Ah, Riverdale—the happy, innocent home of Archie, Jughead, Betty and the gang. It's a place of pure Americana, an idealized portrait of heartland life. It's home to Pop Tate's Chocklit Shoppe, Pickens Park and, of course, Riverdale High School.

For much of its pop-culture history, not much happened in Riverdale. Sure, Archie pondered whom to date: girl-next-door Betty or the glamorous-but-sometimes-conniving Veronica. He and his friends would struggle in school or get lost in the woods or, perhaps, unwisely try to learn to play the bagpipes. But generally, Riverdale was a carefree place, untouched by the gales and swamps found in the outside world.

"Archie was a primer on an existence that was insistently wholesome, perpetually teen-aged," wrote Emma Cline in The New Yorker of the classic comic book series. "The characters made fudge and kept up Teddy-bear collections, called their cars 'jalopies' and entered radio contests. The weather in Riverdale was always sunny, unless it was neatly snowing, and no one aged or suffered beyond one or two pages of slapstick conflict."

It was a refuge of sorts—an idyllic, domestic fantasy. A little like Disneyland, only with far cheaper chocolate shakes.

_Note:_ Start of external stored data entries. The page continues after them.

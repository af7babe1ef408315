//! Facade operations against the in-memory Afisha site.

#![allow(clippy::expect_used, clippy::unwrap_used)]

mod common;

use afisha_probe::mock::MockSession;
use afisha_probe::{
    ControlStrategy, Direction, FeedSection, MainPage, PageObject, ProbeError, ScenarioState,
    Seed, SeededRng, Viewport,
};
use common::{card_title, fast_config, landing_url, FakeAfisha, CARDS_PER_FEED, MAIN_FEEDS};
use std::sync::Arc;

async fn open_page(site: FakeAfisha) -> MainPage {
    let session = MockSession::new(site.build());
    let page = MainPage::new(Box::new(session), Arc::new(fast_config()));
    page.session().set_viewport(Viewport::default()).await.unwrap();
    page.open_baseline().await.unwrap();
    page
}

#[tokio::test]
async fn test_open_lands_on_city_page() {
    let page = open_page(FakeAfisha::new()).await;
    let url = page.session().current_url().await.unwrap();
    assert_eq!(url, landing_url());
    assert!(page.is_current(&url));
    assert_eq!(page.state(), ScenarioState::PageLoaded);
}

#[tokio::test]
async fn test_operations_rejected_before_open() {
    let session = MockSession::new(FakeAfisha::new().build());
    let page = MainPage::new(Box::new(session), Arc::new(fast_config()));
    let err = page.feed_titles().await.unwrap_err();
    assert!(matches!(err, ProbeError::InvalidState { .. }));
}

#[tokio::test]
async fn test_feed_titles_are_normalized() {
    let page = open_page(FakeAfisha::new()).await;
    let titles = page.feed_titles().await.unwrap();
    let expected: Vec<String> = MAIN_FEEDS
        .iter()
        .map(|(title, _)| title.replace('\u{a0}', " "))
        .collect();
    assert_eq!(titles, expected);
}

#[tokio::test]
async fn test_feed_titles_empty_without_feeds() {
    let page = open_page(FakeAfisha::new().without_main_feeds()).await;
    assert!(page.feed_titles().await.unwrap().is_empty());
    assert_eq!(page.state(), ScenarioState::StateCaptured);
}

#[tokio::test]
async fn test_every_feed_navigation_checked() {
    let page = open_page(FakeAfisha::new()).await;
    let titles = page.feed_titles().await.unwrap();
    let checked = page.check_all_feed_navigations(&titles).await.unwrap();
    assert_eq!(checked, MAIN_FEEDS.len());
    assert_eq!(page.session().current_url().await.unwrap(), landing_url());
    assert_eq!(page.state(), ScenarioState::Asserted);
}

#[tokio::test]
async fn test_top_block_strategy_follows_controls() {
    let page = open_page(FakeAfisha::new()).await;
    page.scroll_to_top_block().await.unwrap();
    let strategy = page.scroll_top_block(Direction::Right).await.unwrap();
    assert_eq!(strategy, ControlStrategy::DirectControl);

    let page = open_page(FakeAfisha::new().without_top_controls()).await;
    page.scroll_to_top_block().await.unwrap();
    let before = page.top_card_positions().await.unwrap();
    let strategy = page.scroll_top_block(Direction::Right).await.unwrap();
    let after = page.top_card_positions().await.unwrap();
    assert_eq!(strategy, ControlStrategy::KeyboardFallback);
    page.compare_top_card_positions(&before, &after, Direction::Right)
        .unwrap();
}

#[tokio::test]
async fn test_random_card_visit_returns_feed_title() {
    let page = open_page(FakeAfisha::new()).await;
    let mut rng = SeededRng::new(Seed(7));
    let title = page
        .click_random_card_in_feed(&FeedSection::from("Театр"), &mut rng)
        .await
        .unwrap();
    let candidates: Vec<String> = (1..=3).map(|n| card_title("Театр", n)).collect();
    assert!(candidates.contains(&title), "{title}");
    assert!(page
        .session()
        .current_url()
        .await
        .unwrap()
        .contains("/moscow/theatre/theatre-event-"));
}

#[tokio::test]
async fn test_sample_and_revisit_is_seeded() {
    let titles: Vec<String> = MAIN_FEEDS
        .iter()
        .take(3)
        .map(|(title, _)| (*title).to_string())
        .collect();

    let mut visits = Vec::new();
    for _ in 0..2 {
        let page = open_page(FakeAfisha::new()).await;
        let mut rng = SeededRng::new(Seed(42));
        visits.push(page.sample_and_revisit(&titles, &mut rng).await.unwrap());
    }
    assert_eq!(visits[0], visits[1]);
    assert_eq!(visits[0].len(), 3);
}

#[tokio::test]
async fn test_viewed_block_lists_visits() {
    let page = open_page(FakeAfisha::new()).await;
    let titles = vec!["Концерты".to_string(), "Выставки".to_string()];
    let mut rng = SeededRng::new(Seed(3));
    let visited = page.sample_and_revisit(&titles, &mut rng).await.unwrap();
    page.open_baseline().await.unwrap();

    let viewed = page.viewed_event_titles().await.unwrap();
    assert_eq!(viewed.len(), 2);
    page.assert_viewed_events_match(&visited).await.unwrap();

    let missing = vec![card_title("Спорт", CARDS_PER_FEED)];
    let err = page.assert_viewed_events_match(&missing).await.unwrap_err();
    assert!(matches!(err, ProbeError::AssertionFailure { .. }));
}

#[tokio::test]
async fn test_calendar_and_banner_move() {
    let page = open_page(FakeAfisha::new()).await;
    let before = page.visible_calendar_days().await.unwrap();
    page.scroll_calendar(Direction::Right).await.unwrap();
    let after = page.visible_calendar_days().await.unwrap();
    assert_ne!(before.leading(), after.leading());
    page.assert_calendar_days_changed(&before, &after).unwrap();

    let before = page.banner_position().await.unwrap();
    assert_eq!(before, "none");
    page.scroll_banner(Direction::Right).await.unwrap();
    let after = page.banner_position().await.unwrap();
    page.assert_banner_position_changed(&before, &after).unwrap();
}
//! Selectors and relational locators.
//!
//! A [`Selector`] is a structured CSS expression. A [`Locator`] chains
//! selectors with relational steps (text filter, nth, parent, closest
//! ancestor, first following element) and renders to a JavaScript
//! expression that evaluates to the array of matched elements.
//!
//! ```text
//! Locator::new(title)           [data-test-id="eventsFeed.title"]
//!     .has_text("Концерты")     >> has-text("Концерты")
//!     .ancestor(container)      >> ancestor(div.iHSQLP)
//!     .locator(card)            >> [data-test-id="eventCard.root"]
//!     .nth(2)                   >> nth=2
//! ```

use serde::{Deserialize, Serialize};
use std::fmt;

/// Attribute carrying stable test identifiers on the site
pub const TEST_ID_ATTRIBUTE: &str = "data-test-id";

/// Selector type for locating elements
#[derive(Debug, Clone, PartialEq, Eq, Hash)]
pub enum Selector {
    /// `[data-test-id="…"]`
    TestId(String),
    /// `[data-test-id*="…"]`
    TestIdContains(String),
    /// Optional tag plus zero or more classes, e.g. `h3.zLWwiG`
    Compound {
        /// Tag name, any tag when `None`
        tag: Option<String>,
        /// Required classes
        classes: Vec<String>,
    },
    /// `[class*="…"]`
    ClassContains(String),
    /// `ancestor descendant`
    Descendant {
        /// Ancestor selector
        ancestor: Box<Selector>,
        /// Descendant selector
        descendant: Box<Selector>,
    },
    /// `a, b, …`
    AnyOf(Vec<Selector>),
}

impl Selector {
    /// Create a test ID selector
    #[must_use]
    pub fn test_id(id: impl Into<String>) -> Self {
        Self::TestId(id.into())
    }

    /// Create a test ID substring selector
    #[must_use]
    pub fn test_id_contains(fragment: impl Into<String>) -> Self {
        Self::TestIdContains(fragment.into())
    }

    /// Create a bare tag selector
    #[must_use]
    pub fn tag(tag: impl Into<String>) -> Self {
        Self::Compound {
            tag: Some(tag.into()),
            classes: Vec::new(),
        }
    }

    /// Create a `tag.class` selector
    #[must_use]
    pub fn tag_class(tag: impl Into<String>, class: impl Into<String>) -> Self {
        Self::Compound {
            tag: Some(tag.into()),
            classes: vec![class.into()],
        }
    }

    /// Create a selector requiring every listed class
    #[must_use]
    pub fn classes<I, S>(classes: I) -> Self
    where
        I: IntoIterator<Item = S>,
        S: Into<String>,
    {
        Self::Compound {
            tag: None,
            classes: classes.into_iter().map(Into::into).collect(),
        }
    }

    /// Create a single class selector
    #[must_use]
    pub fn class(class: impl Into<String>) -> Self {
        Self::classes([class])
    }

    /// Create a class substring selector
    #[must_use]
    pub fn class_contains(fragment: impl Into<String>) -> Self {
        Self::ClassContains(fragment.into())
    }

    /// Scope `descendant` under `self`
    #[must_use]
    pub fn descendant(self, descendant: Self) -> Self {
        Self::Descendant {
            ancestor: Box::new(self),
            descendant: Box::new(descendant),
        }
    }

    /// Render as a CSS selector list
    #[must_use]
    pub fn to_css(&self) -> String {
        match self {
            Self::TestId(id) => format!("[{TEST_ID_ATTRIBUTE}=\"{id}\"]"),
            Self::TestIdContains(fragment) => format!("[{TEST_ID_ATTRIBUTE}*=\"{fragment}\"]"),
            Self::Compound { tag, classes } => {
                let mut css = tag.clone().unwrap_or_default();
                for class in classes {
                    css.push('.');
                    css.push_str(class);
                }
                if css.is_empty() {
                    css.push('*');
                }
                css
            }
            Self::ClassContains(fragment) => format!("[class*=\"{fragment}\"]"),
            Self::Descendant {
                ancestor,
                descendant,
            } => format!("{} {}", ancestor.to_css(), descendant.to_css()),
            Self::AnyOf(options) => options
                .iter()
                .map(Self::to_css)
                .collect::<Vec<_>>()
                .join(", "),
        }
    }
}

impl fmt::Display for Selector {
    fn fmt(&self, f: &mut fmt::Formatter<'_>) -> fmt::Result {
        f.write_str(&self.to_css())
    }
}

/// One step of a locator chain
#[derive(Debug, Clone, PartialEq)]
pub enum Step {
    /// Descendants of every current node matching the selector
    Select(Selector),
    /// Keep nodes whose text contains the needle (case-insensitive, whitespace-normalized)
    HasText(String),
    /// Keep only the n-th node
    Nth(usize),
    /// Parent element of every current node
    Parent,
    /// Closest proper ancestor matching the selector
    Ancestor(Selector),
    /// First element after the node in document order (outside its subtree) matching the selector
    Following(Selector),
}

/// Relational element locator
#[derive(Debug, Clone, PartialEq)]
pub struct Locator {
    steps: Vec<Step>,
}

impl Locator {
    /// Locate all elements in the document matching `selector`
    #[must_use]
    pub fn new(selector: Selector) -> Self {
        Self {
            steps: vec![Step::Select(selector)],
        }
    }

    /// Scope a further selector under the current matches
    #[must_use]
    pub fn locator(mut self, selector: Selector) -> Self {
        self.steps.push(Step::Select(selector));
        self
    }

    /// Filter by contained text
    #[must_use]
    pub fn has_text(mut self, text: impl Into<String>) -> Self {
        self.steps.push(Step::HasText(text.into()));
        self
    }

    /// Keep the n-th match
    #[must_use]
    pub fn nth(mut self, index: usize) -> Self {
        self.steps.push(Step::Nth(index));
        self
    }

    /// Keep the first match
    #[must_use]
    pub fn first(self) -> Self {
        self.nth(0)
    }

    /// Move to parent elements
    #[must_use]
    pub fn parent(mut self) -> Self {
        self.steps.push(Step::Parent);
        self
    }

    /// Move to the closest matching ancestor
    #[must_use]
    pub fn ancestor(mut self, selector: Selector) -> Self {
        self.steps.push(Step::Ancestor(selector));
        self
    }

    /// Move to the first following element matching `selector`
    #[must_use]
    pub fn following(mut self, selector: Selector) -> Self {
        self.steps.push(Step::Following(selector));
        self
    }

    /// Steps of this locator
    #[must_use]
    pub fn steps(&self) -> &[Step] {
        &self.steps
    }

    /// JavaScript expression evaluating to the array of matched elements
    #[must_use]
    pub fn to_js(&self) -> String {
        let mut js = String::from(
            "(() => { \
             const uniq = (xs) => Array.from(new Set(xs)); \
             const norm = (s) => (s || '').replace(/\\s+/g, ' ').trim().toLowerCase(); \
             let nodes = [document]; ",
        );
        for step in &self.steps {
            let line = match step {
                Step::Select(selector) => format!(
                    "nodes = uniq(nodes.flatMap((n) => Array.from(n.querySelectorAll({}))));",
                    js_string(&selector.to_css())
                ),
                Step::HasText(text) => format!(
                    "nodes = nodes.filter((n) => norm(n.textContent).includes(norm({})));",
                    js_string(text)
                ),
                Step::Nth(index) => {
                    format!("nodes = nodes.length > {index} ? [nodes[{index}]] : [];")
                }
                Step::Parent => {
                    "nodes = uniq(nodes.map((n) => n.parentElement).filter(Boolean));".to_string()
                }
                Step::Ancestor(selector) => format!(
                    "nodes = uniq(nodes.map((n) => n.parentElement && n.parentElement.closest({})).filter(Boolean));",
                    js_string(&selector.to_css())
                ),
                Step::Following(selector) => format!(
                    "nodes = uniq(nodes.map((n) => Array.from(document.querySelectorAll({})).find((m) => \
                     (n.compareDocumentPosition(m) & Node.DOCUMENT_POSITION_FOLLOWING) && !n.contains(m))).filter(Boolean));",
                    js_string(&selector.to_css())
                ),
            };
            js.push_str(&line);
            js.push(' ');
        }
        js.push_str("return nodes; })()");
        js
    }
}

impl From<Selector> for Locator {
    fn from(selector: Selector) -> Self {
        Self::new(selector)
    }
}

impl fmt::Display for Locator {
    fn fmt(&self, f: &mut fmt::Formatter<'_>) -> fmt::Result {
        for (i, step) in self.steps.iter().enumerate() {
            if i > 0 {
                f.write_str(" >> ")?;
            }
            match step {
                Step::Select(selector) => write!(f, "{selector}")?,
                Step::HasText(text) => write!(f, "has-text({text:?})")?,
                Step::Nth(index) => write!(f, "nth={index}")?,
                Step::Parent => f.write_str("parent")?,
                Step::Ancestor(selector) => write!(f, "ancestor({selector})")?,
                Step::Following(selector) => write!(f, "following({selector})")?,
            }
        }
        Ok(())
    }
}

/// Quote a string as a JavaScript string literal
#[must_use]
pub fn js_string(value: &str) -> String {
    serde_json::to_string(value).unwrap_or_else(|_| String::from("\"\""))
}

/// Point in viewport coordinates
#[derive(Debug, Clone, Copy, PartialEq, Serialize, Deserialize)]
pub struct Point {
    /// X coordinate
    pub x: f64,
    /// Y coordinate
    pub y: f64,
}

impl Point {
    /// Create a new point
    #[must_use]
    pub const fn new(x: f64, y: f64) -> Self {
        Self { x, y }
    }
}

/// Bounding box for an element, relative to the viewport
#[derive(Debug, Clone, Copy, PartialEq, Serialize, Deserialize)]
pub struct BoundingBox {
    /// X position
    pub x: f64,
    /// Y position
    pub y: f64,
    /// Width
    pub width: f64,
    /// Height
    pub height: f64,
}

impl BoundingBox {
    /// Create a new bounding box
    #[must_use]
    pub const fn new(x: f64, y: f64, width: f64, height: f64) -> Self {
        Self {
            x,
            y,
            width,
            height,
        }
    }

    /// Right edge
    #[must_use]
    pub fn right(&self) -> f64 {
        self.x + self.width
    }

    /// Bottom edge
    #[must_use]
    pub fn bottom(&self) -> f64 {
        self.y + self.height
    }

    /// Get the center point
    #[must_use]
    pub fn center(&self) -> Point {
        Point::new(self.x + self.width / 2.0, self.y + self.height / 2.0)
    }

    /// Check if a point is inside this bounding box
    #[must_use]
    pub fn contains(&self, point: &Point) -> bool {
        point.x >= self.x && point.x <= self.right() && point.y >= self.y && point.y <= self.bottom()
    }

    /// Whether the box has a rendered area
    #[must_use]
    pub fn has_area(&self) -> bool {
        self.width > 0.0 && self.height > 0.0
    }
}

Now, CW is asking viewers to revisit the innocent hamlet of Riverdale again. And while it's still a fantasy, this version is far from innocent.

A Red-Headed Stepchild

Archie's still around, of course. The rest of the gang's around, too. But man, have things changed. Forget innocent jaunts for a chocolate shake: Archie and his pals are dealing with sex, affairs, murder and cult activity. These days, the quaint town of Riverdale is filled with the grimy crime of Breaking Bad's Albuquerque, the supernatural intrigue of an X-Files episode and the sexual escapades (sometimes between teens and adults) of '80s-era Dynasty—all wrapped up in a soapy, smarmy, teen-centric veneer.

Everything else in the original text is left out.